= WHAT THIS TASK INVOLVES =
Among the lines below, count those containing the word "impl". Give the number only.

= EXTRACTED DATA =
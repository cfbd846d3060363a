//! Chat-completions client for the xAI API.

use std::time::Duration;

use peerscope_core::{AppConfig, CostEvent, ExternalError, RunContext};
use peerscope_http::{truncate_for_log, AuthHeader, Backoff, ExternalCallClient, RetryPolicy};
use serde::{Deserialize, Serialize};
use serde_json::{json, Value};

use crate::repair::repair_json;

pub const TARGET: &str = "xai";
pub const DEFAULT_BASE_URL: &str = "https://api.x.ai/v1";
pub const DEFAULT_MODEL: &str = "grok-2-1212";

/// Chat message for the completions endpoint.
#[derive(Debug, Clone, PartialEq, Eq, Serialize, Deserialize)]
pub struct ChatMessage {
    pub role: String,
    pub content: String,
}

impl ChatMessage {
    pub fn system(content: impl Into<String>) -> Self {
        Self {
            role: "system".to_string(),
            content: content.into(),
        }
    }

    pub fn user(content: impl Into<String>) -> Self {
        Self {
            role: "user".to_string(),
            content: content.into(),
        }
    }
}

/// Text of the first choice plus the token usage the API reported.
#[derive(Debug, Clone, PartialEq, Eq)]
pub struct Completion {
    pub content: String,
    pub input_tokens: u64,
    pub output_tokens: u64,
}

#[derive(Debug, Deserialize)]
struct CompletionResponse {
    #[serde(default)]
    choices: Vec<Choice>,
    #[serde(default)]
    usage: Option<Usage>,
}

#[derive(Debug, Deserialize)]
struct Choice {
    message: ResponseMessage,
}

#[derive(Debug, Deserialize)]
struct ResponseMessage {
    #[serde(default)]
    content: Option<String>,
}

#[derive(Debug, Default, Deserialize)]
struct Usage {
    #[serde(default)]
    prompt_tokens: u64,
    #[serde(default)]
    completion_tokens: u64,
}

/// Grok chat client. Every successful call is recorded on the run's ledger.
#[derive(Debug, Clone)]
pub struct GrokClient {
    http: ExternalCallClient,
    model: String,
    max_tokens: u32,
}

impl GrokClient {
    /// # Errors
    ///
    /// Returns [`ExternalError::Validation`] if `base_url` is not a valid URL.
    pub fn new(
        api_key: &str,
        base_url: &str,
        model: impl Into<String>,
        max_tokens: u32,
        timeout: Duration,
        policy: RetryPolicy,
    ) -> Result<Self, ExternalError> {
        let http = ExternalCallClient::new(
            TARGET,
            base_url,
            AuthHeader::Bearer(api_key.to_string()),
            timeout,
            policy,
        )?;
        Ok(Self {
            http,
            model: model.into(),
            max_tokens,
        })
    }

    /// # Errors
    ///
    /// Returns [`ExternalError::Validation`] if `XAI_API_KEY` is not set or
    /// the base URL is invalid.
    pub fn from_app_config(config: &AppConfig) -> Result<Self, ExternalError> {
        let api_key = config
            .llm_api_key
            .as_deref()
            .ok_or_else(|| ExternalError::Validation("XAI_API_KEY is not set".to_string()))?;
        Self::new(
            api_key,
            &config.llm_base_url,
            config.llm_model.clone(),
            config.llm_max_tokens,
            Duration::from_secs(config.llm_timeout_secs),
            Self::retry_policy(config),
        )
    }

    /// Exponential back-off on 429 starting at one second; no courtesy pause.
    #[must_use]
    pub fn retry_policy(config: &AppConfig) -> RetryPolicy {
        RetryPolicy {
            max_retries: config.max_retries,
            rate_limit_backoff: Backoff::Exponential {
                base: Duration::from_secs(1),
            },
            timeout_delay: Duration::from_secs(config.timeout_retry_delay_secs),
            courtesy_delay: None,
        }
    }

    #[must_use]
    pub fn model(&self) -> &str {
        &self.model
    }

    /// Sends one chat completion and returns the first choice's text.
    ///
    /// # Errors
    ///
    /// Returns [`ExternalError::MalformedResponse`] if the response has no
    /// choices, or the terminal transport error.
    pub async fn complete(
        &self,
        ctx: &RunContext,
        messages: &[ChatMessage],
        temperature: f64,
    ) -> Result<Completion, ExternalError> {
        let request = json!({
            "model": self.model,
            "messages": messages,
            "temperature": temperature,
            "max_tokens": self.max_tokens,
        });

        let body = self.http.post_json("/chat/completions", &request).await?;
        let response: CompletionResponse =
            serde_json::from_value(body.clone()).map_err(|e| malformed(&body, &e.to_string()))?;

        let usage = response.usage.unwrap_or_default();
        let Some(content) = response
            .choices
            .into_iter()
            .next()
            .and_then(|c| c.message.content)
        else {
            return Err(malformed(&body, "completion has no choices"));
        };

        ctx.record_cost(CostEvent::LanguageModel {
            input_tokens: usage.prompt_tokens,
            output_tokens: usage.completion_tokens,
        });
        tracing::debug!(
            model = %self.model,
            input_tokens = usage.prompt_tokens,
            output_tokens = usage.completion_tokens,
            "completion received"
        );

        Ok(Completion {
            content,
            input_tokens: usage.prompt_tokens,
            output_tokens: usage.completion_tokens,
        })
    }

    /// [`Self::complete`] followed by JSON repair and parsing.
    ///
    /// # Errors
    ///
    /// Returns [`ExternalError::MalformedResponse`] if the text is not JSON
    /// after repair, or any error from [`Self::complete`].
    pub async fn complete_json(
        &self,
        ctx: &RunContext,
        messages: &[ChatMessage],
        temperature: f64,
    ) -> Result<Value, ExternalError> {
        let completion = self.complete(ctx, messages, temperature).await?;
        repair_json(&completion.content)
    }
}

fn malformed(body: &Value, reason: &str) -> ExternalError {
    ExternalError::MalformedResponse {
        snippet: truncate_for_log(&body.to_string(), 500),
        reason: reason.to_string(),
    }
}
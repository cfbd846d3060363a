//! [`GrowthModel`] backed by Grok.

use async_trait::async_trait;
use peerscope_core::{
    AccountSnapshot, AppConfig, DerivedProfile, ExternalError, GrowthModel, PeerRecord, Post,
    Report, RunContext,
};
use serde_json::Value;

use crate::client::GrokClient;
use crate::prompts;

/// Deterministic output for profiling and peer matching.
const EXTRACTION_TEMPERATURE: f64 = 0.0;
/// Slightly looser for the written report.
const INSIGHTS_TEMPERATURE: f64 = 0.3;

#[derive(Debug, Clone)]
pub struct GrokGrowthModel {
    client: GrokClient,
}

impl GrokGrowthModel {
    #[must_use]
    pub fn new(client: GrokClient) -> Self {
        Self { client }
    }

    /// # Errors
    ///
    /// See [`GrokClient::from_app_config`].
    pub fn from_app_config(config: &AppConfig) -> Result<Self, ExternalError> {
        GrokClient::from_app_config(config).map(Self::new)
    }
}

#[async_trait]
impl GrowthModel for GrokGrowthModel {
    async fn profile(
        &self,
        ctx: &RunContext,
        account: &AccountSnapshot,
        posts: Option<&[Post]>,
    ) -> Result<DerivedProfile, ExternalError> {
        let messages = match posts {
            Some(posts) => {
                tracing::info!(handle = %account.handle, posts = posts.len(), "profiling from posts");
                prompts::profile_with_posts(account, posts)
            }
            None => {
                tracing::info!(handle = %account.handle, "profiling by handle only");
                prompts::profile_handle_only(account)
            }
        };

        let value = self
            .client
            .complete_json(ctx, &messages, EXTRACTION_TEMPERATURE)
            .await?;
        let profile = DerivedProfile::from_value(value)?;
        tracing::info!(
            handle = %account.handle,
            niche = %profile.primary_niche,
            "profile complete"
        );
        Ok(profile)
    }

    async fn find_peers(
        &self,
        ctx: &RunContext,
        profile: &DerivedProfile,
        count: usize,
    ) -> Result<Vec<PeerRecord>, ExternalError> {
        let followers = profile.followers.unwrap_or(0);
        let messages = prompts::find_peers(profile, followers, count);
        let value = self
            .client
            .complete_json(ctx, &messages, EXTRACTION_TEMPERATURE)
            .await?;
        let peers = parse_peers(value, count)?;
        tracing::info!(handle = %profile.handle, peers = peers.len(), "peer matching complete");
        Ok(peers)
    }

    async fn generate_insights(
        &self,
        ctx: &RunContext,
        profile: &DerivedProfile,
        peers: &[PeerRecord],
    ) -> Result<Report, ExternalError> {
        let messages = prompts::generate_insights(profile, peers);
        let value = self
            .client
            .complete_json(ctx, &messages, INSIGHTS_TEMPERATURE)
            .await?;
        let report = Report::from_value(value)?;
        tracing::info!(
            handle = %profile.handle,
            insights = report.insights.len(),
            growth_score = report.score(),
            "insights generated"
        );
        Ok(report)
    }
}

/// Parses `{"peers": [...]}`, best match first, at most `count`.
/// Elements without a usable handle are skipped.
fn parse_peers(value: Value, count: usize) -> Result<Vec<PeerRecord>, ExternalError> {
    let raw = match value {
        Value::Object(mut map) => match map.remove("peers") {
            Some(Value::Array(items)) => items,
            _ => Vec::new(),
        },
        _ => Vec::new(),
    };

    let mut peers: Vec<PeerRecord> = raw
        .into_iter()
        .filter_map(|item| match PeerRecord::from_value(item) {
            Ok(peer) => Some(peer),
            Err(e) => {
                tracing::warn!(error = %e, "skipping unusable peer suggestion");
                None
            }
        })
        .collect();

    if peers.is_empty() {
        return Err(ExternalError::Validation(
            "model returned no peer suggestions".to_string(),
        ));
    }

    peers.sort_by(|a, b| b.match_score.total_cmp(&a.match_score));
    peers.truncate(count);
    Ok(peers)
}
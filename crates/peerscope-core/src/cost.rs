//! Per-run tally of external-call cost.
//!
//! The social-data API bills in credits:
//!
//! | call        | credits                                   |
//! |-------------|-------------------------------------------|
//! | user lookup | 18                                        |
//! | recent posts| `ceil(count / 1000 × 15 000)`, minimum 15 |
//!
//! One credit is $0.00001. Language-model calls are billed per token:
//! $0.002 per 1K input tokens and $0.010 per 1K output tokens.

use rust_decimal::Decimal;
use serde::{Deserialize, Serialize};

pub const USER_INFO_CREDITS: u64 = 18;
pub const POST_CREDITS_PER_THOUSAND: u64 = 15_000;
pub const MIN_POSTS_CALL_CREDITS: u64 = 15;

/// USD per social-data credit.
fn credit_usd() -> Decimal {
    Decimal::new(1, 5)
}

/// USD per language-model input token.
fn input_token_usd() -> Decimal {
    Decimal::new(2, 6)
}

/// USD per language-model output token.
fn output_token_usd() -> Decimal {
    Decimal::new(1, 5)
}

/// One billable external call.
#[derive(Debug, Clone, Copy, PartialEq, Eq)]
pub enum CostEvent {
    UserInfo,
    /// A recent-posts fetch; `count` is the number of items the API returned.
    Posts { count: u64 },
    LanguageModel {
        input_tokens: u64,
        output_tokens: u64,
    },
}

/// Credits charged for one recent-posts call returning `count` items.
#[must_use]
pub fn posts_call_credits(count: u64) -> u64 {
    count
        .saturating_mul(POST_CREDITS_PER_THOUSAND)
        .div_ceil(1_000)
        .max(MIN_POSTS_CALL_CREDITS)
}

#[derive(Debug, Clone, Default, PartialEq, Eq)]
pub struct CostLedger {
    social_credits: u64,
    user_info_calls: u64,
    posts_calls: u64,
    llm_calls: u64,
    input_tokens: u64,
    output_tokens: u64,
}

impl CostLedger {
    #[must_use]
    pub fn new() -> Self {
        Self::default()
    }

    pub fn record(&mut self, event: CostEvent) {
        match event {
            CostEvent::UserInfo => {
                self.user_info_calls += 1;
                self.social_credits += USER_INFO_CREDITS;
            }
            CostEvent::Posts { count } => {
                self.posts_calls += 1;
                self.social_credits += posts_call_credits(count);
            }
            CostEvent::LanguageModel {
                input_tokens,
                output_tokens,
            } => {
                self.llm_calls += 1;
                self.input_tokens += input_tokens;
                self.output_tokens += output_tokens;
            }
        }
    }

    #[must_use]
    pub fn social_credits(&self) -> u64 {
        self.social_credits
    }

    #[must_use]
    pub fn social_cost(&self) -> Decimal {
        Decimal::from(self.social_credits) * credit_usd()
    }

    #[must_use]
    pub fn llm_cost(&self) -> Decimal {
        Decimal::from(self.input_tokens) * input_token_usd()
            + Decimal::from(self.output_tokens) * output_token_usd()
    }

    #[must_use]
    pub fn total_cost(&self) -> Decimal {
        self.social_cost() + self.llm_cost()
    }

    #[must_use]
    pub fn summary(&self) -> CostSummary {
        CostSummary {
            social: SocialCostSummary {
                user_info_calls: self.user_info_calls,
                posts_calls: self.posts_calls,
                total_credits: self.social_credits,
                cost_usd: self.social_cost(),
            },
            language_model: LanguageModelCostSummary {
                api_calls: self.llm_calls,
                input_tokens: self.input_tokens,
                output_tokens: self.output_tokens,
                cost_usd: self.llm_cost(),
            },
            total_cost_usd: self.total_cost(),
        }
    }
}

#[derive(Debug, Clone, PartialEq, Eq, Serialize, Deserialize)]
pub struct SocialCostSummary {
    pub user_info_calls: u64,
    pub posts_calls: u64,
    pub total_credits: u64,
    pub cost_usd: Decimal,
}

#[derive(Debug, Clone, PartialEq, Eq, Serialize, Deserialize)]
pub struct LanguageModelCostSummary {
    pub api_calls: u64,
    pub input_tokens: u64,
    pub output_tokens: u64,
    pub cost_usd: Decimal,
}

#[derive(Debug, Clone, PartialEq, Eq, Serialize, Deserialize)]
pub struct CostSummary {
    pub social: SocialCostSummary,
    pub language_model: LanguageModelCostSummary,
    pub total_cost_usd: Decimal,
}

#[cfg(test)]
mod tests {
    use std::str::FromStr;

    use super::*;

    fn usd(s: &str) -> Decimal {
        Decimal::from_str(s).unwrap()
    }

    #[test]
    fn posts_credits_scale_with_count() {
        assert_eq!(posts_call_credits(40), 600);
        assert_eq!(posts_call_credits(100), 1_500);
    }

    #[test]
    fn posts_credits_have_minimum_charge() {
        assert_eq!(posts_call_credits(0), 15);
        assert_eq!(posts_call_credits(1), 15);
    }

    #[test]
    fn social_cost_converts_credits() {
        let mut ledger = CostLedger::new();
        ledger.record(CostEvent::UserInfo);
        ledger.record(CostEvent::Posts { count: 40 });
        assert_eq!(ledger.social_credits(), 18 + 600);
        assert_eq!(ledger.social_cost(), usd("0.00618"));
    }

    #[test]
    fn llm_cost_prices_input_and_output_separately() {
        let mut ledger = CostLedger::new();
        ledger.record(CostEvent::LanguageModel {
            input_tokens: 1_000,
            output_tokens: 1_000,
        });
        assert_eq!(ledger.llm_cost(), usd("0.012"));
    }

    #[test]
    fn total_is_sum_and_deterministic() {
        let events = [
            CostEvent::UserInfo,
            CostEvent::LanguageModel {
                input_tokens: 2_500,
                output_tokens: 800,
            },
            CostEvent::Posts { count: 3 },
        ];
        let mut a = CostLedger::new();
        let mut b = CostLedger::new();
        for event in events {
            a.record(event);
            b.record(event);
        }
        assert_eq!(a, b);
        assert_eq!(a.total_cost(), a.social_cost() + a.llm_cost());
        // 18 + 45 credits, 2 500 × 0.000002 + 800 × 0.00001
        assert_eq!(a.total_cost(), usd("0.00063") + usd("0.013"));
    }

    #[test]
    fn summary_counts_calls_per_category() {
        let mut ledger = CostLedger::new();
        ledger.record(CostEvent::UserInfo);
        ledger.record(CostEvent::UserInfo);
        ledger.record(CostEvent::LanguageModel {
            input_tokens: 10,
            output_tokens: 5,
        });
        let summary = ledger.summary();
        assert_eq!(summary.social.user_info_calls, 2);
        assert_eq!(summary.social.posts_calls, 0);
        assert_eq!(summary.language_model.api_calls, 1);
        assert_eq!(summary.language_model.input_tokens, 10);
        assert_eq!(summary.total_cost_usd, ledger.total_cost());
    }

    #[test]
    fn social_summary_reports_only_billed_call_kinds() {
        let mut ledger = CostLedger::new();
        ledger.record(CostEvent::UserInfo);
        ledger.record(CostEvent::Posts { count: 20 });
        let social = serde_json::to_value(ledger.summary().social).unwrap();
        let mut keys: Vec<&str> = social
            .as_object()
            .unwrap()
            .keys()
            .map(String::as_str)
            .collect();
        keys.sort_unstable();
        assert_eq!(
            keys,
            vec!["cost_usd", "posts_calls", "total_credits", "user_info_calls"]
        );
        assert_eq!(social["total_credits"], 18 + 300);
    }

    #[test]
    fn empty_ledger_costs_nothing() {
        assert_eq!(CostLedger::new().total_cost(), Decimal::ZERO);
    }
}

= YOUR SOLUTION =
8